By Declan Fallon
Today, we will work with the charting component of KX Dashboards. Dashboards is an interactive data visualization tool for use by non-technical and power users to easily query, transform and present both static and real-time streaming data in informative and visually appealing formats. The WYSIWYG interface is familiar to any user of desktop software, with basic drag-and-drop, point-and-click operations used to design visualizations.
For a little additional flavour will we also take on board this month’s #SWDChallenge. The #SWDChallenge is an informal monthly exercise in data visualization, run by data specialist author and podcaster, Cole Nussbaumer Knaflic. A topic is announced and participants have a couple of weeks to approach the challenge and tell the story through data visualization. The focus of this month’s challenge is to introduce a visualization tool, so we will look to introduce KX Dashboards.
For the challenge we will look at the popularity of baby names over the various decades, dating back to the 1880s, as made available by the U.S. Social Security Administration website[1]. The website offers the results in a standard list of top 200 names but let’s see if we can glean a little more information from this.
The website offers data for each decade going back to the 1880s, so this will give us a chance to see patterns in naming over time.
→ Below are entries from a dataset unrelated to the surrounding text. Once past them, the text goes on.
//! Triangular solves on LU factors
//!
//! Forward substitution for the unit lower factor, back substitution for the
//! upper factor. Both are strictly sequential in their index order.

use super::lu::LuError;
use ndarray::{Array1, Array2};

/// Solve `L y = b` for unit lower triangular `L`
///
/// The diagonal of `L` is assumed to be 1 and is never read.
pub fn forward_substitution(l: &Array2<f64>, b: &Array1<f64>) -> Array1<f64> {
    let n = b.len();
    let mut y = Array1::zeros(n);

    for i in 0..n {
        let mut sum = 0.0;
        for k in 0..i {
            sum += l[[i, k]] * y[k];
        }
        y[i] = b[i] - sum;
    }

    y
}

/// Solve `U x = y` for upper triangular `U`
///
/// A zero diagonal entry yields a non-finite component which then spreads to
/// every component with a smaller index.
pub fn back_substitution(u: &Array2<f64>, y: &Array1<f64>) -> Array1<f64> {
    let n = y.len();
    let mut x = Array1::zeros(n);

    for i in (0..n).rev() {
        let mut sum = 0.0;
        for k in (i + 1)..n {
            sum += u[[i, k]] * x[k];
        }
        x[i] = (y[i] - sum) / u[[i, i]];
    }

    x
}

/// Solve Ax = b from the factors of A
pub fn lu_solve(
    l: &Array2<f64>,
    u: &Array2<f64>,
    b: &Array1<f64>,
) -> Result<Array1<f64>, LuError> {
    let n = l.nrows();
    for (rows, cols) in [l.dim(), u.dim()] {
        if rows != cols {
            return Err(LuError::NotSquare { rows, cols });
        }
    }
    if u.nrows() != n {
        return Err(LuError::DimensionMismatch {
            expected: n,
            got: u.nrows(),
        });
    }
    if b.len() != n {
        return Err(LuError::DimensionMismatch {
            expected: n,
            got: b.len(),
        });
    }

    let y = forward_substitution(l, b);
    let x = back_substitution(u, &y);

    if x.iter().any(|v| !v.is_finite()) {
        log::warn!("LU solve produced non-finite components");
    }

    Ok(x)
}

#[cfg(test)]
mod tests {
    use super::*;
    use approx::assert_abs_diff_eq;
    use ndarray::array;

    #[test]
    fn test_forward_substitution() {
        let l = array![[1.0_f64, 0.0, 0.0], [2.0, 1.0, 0.0], [-1.0, 3.0, 1.0]];
        let b = array![1.0_f64, 4.0, 10.0];

        let y = forward_substitution(&l, &b);

        // y0 = 1, y1 = 4 - 2 = 2, y2 = 10 + 1 - 6 = 5
        assert_abs_diff_eq!(y[0], 1.0, epsilon = 1e-14);
        assert_abs_diff_eq!(y[1], 2.0, epsilon = 1e-14);
        assert_abs_diff_eq!(y[2], 5.0, epsilon = 1e-14);
    }

    #[test]
    fn test_forward_substitution_ignores_diagonal() {
        let l = array![[9.0_f64, 0.0], [1.0, 9.0]];
        let b = array![2.0_f64, 3.0];

        let y = forward_substitution(&l, &b);

        assert_eq!(y[0], 2.0);
        assert_eq!(y[1], 1.0);
    }

    #[test]
    fn test_back_substitution() {
        let u = array![[2.0_f64, 1.0, -1.0], [0.0, 4.0, 2.0], [0.0, 0.0, 5.0]];
        let y = array![3.0_f64, 10.0, 5.0];

        let x = back_substitution(&u, &y);

        // x2 = 1, x1 = (10 - 2) / 4 = 2, x0 = (3 - 2 + 1) / 2 = 1
        assert_abs_diff_eq!(x[2], 1.0, epsilon = 1e-14);
        assert_abs_diff_eq!(x[1], 2.0, epsilon = 1e-14);
        assert_abs_diff_eq!(x[0], 1.0, epsilon = 1e-14);
    }

    #[test]
    fn test_back_substitution_zero_pivot() {
        let u = array![[1.0_f64, 1.0], [0.0, 0.0]];
        let y = array![1.0_f64, 1.0];

        let x = back_substitution(&u, &y);

        assert!(x[1].is_infinite());
        assert!(!x[0].is_finite());
    }

    #[test]
    fn test_lu_solve_dimension_mismatch() {
        let l = Array2::<f64>::eye(3);
        let u = Array2::<f64>::eye(3);
        let b = array![1.0_f64, 2.0];

        let result = lu_solve(&l, &u, &b);
        assert!(matches!(
            result,
            Err(LuError::DimensionMismatch {
                expected: 3,
                got: 2
            })
        ));
    }

    #[test]
    fn test_lu_solve_identity() {
        let n = 5;
        let l = Array2::<f64>::eye(n);
        let u = Array2::<f64>::eye(n);
        let b = Array1::from_iter((1..=n).map(|i| i as f64));

        let x = lu_solve(&l, &u, &b).expect("Solve should succeed");

        for i in 0..n {
            assert_abs_diff_eq!(x[i], b[i], epsilon = 1e-14);
        }
    }
}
As a starting point I have aggregated the data into a kdb+ database. To focus the article a little more I’m going to show the top 20 girls and boys names for the current decade.
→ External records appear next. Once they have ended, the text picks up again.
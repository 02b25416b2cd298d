//! Direct solvers for dense linear systems
//!
//! - [`lu_factorize`]: Doolittle LU factorization without pivoting
//! - [`lu_solve`]: forward then back substitution on the factors

mod lu;
mod triangular;

pub use lu::{LuError, LuFactors, SequentialLu, lu_factorize};
pub(crate) use lu::{lower_entry, square_dimension, upper_entry, warn_zero_pivot};
pub use triangular::{back_substitution, forward_substitution, lu_solve};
We are going to start with a Canvas Chart component. Drag this into your Dashboard and add a new Layer. Then we need to create a Data Source.
In my query I have an included a selection variable which will allow me to create subsets from my parent data for each decade by changing this value. These subsets will form the different chart layers added later. I will also set the Max rows variable to 20 so I only return the top 20 results; if you wanted to pull all top 200 results you can leave this value unchanged at the default value. For more information on creating a query inside KX Dashboards see my opening post in this Insights series.
Next step is to configure the Canvas Chart by defining the Axes for what we are charting on the x- and y-axis. We will also make this a horizontal chart, so we also need to enable Transpose.
We have a chart with our first layer showing the top 20 names. We need to add a new layer for the 2000s decade and additional layers for each decade back to 1880. To do this we copy the query, and paste to create a new data source query. We can then change the input value for seldec, subtracting ten for each decade, to generate the data set for the number of babies named in that decade. For example, for the 2000 decade we have:
This will add a new layer to the chart. We also need to stack the bars in the chart, this is done for both the Y- and X-Axes.
We keep on building our layers so we have a data set for our top 20 covering each decade back to 1880. This will give us something like this:
This is a quite a busy chart and is somewhat confusing, so we need to make some changes. First we have to reorder the layers so that the left-most bar is the one for number of babies named in the current decade. This can be done with a right-click-and-drag reordering of the layers; the top layer will be for 1880, moving down in sequence to the current decade, 2010.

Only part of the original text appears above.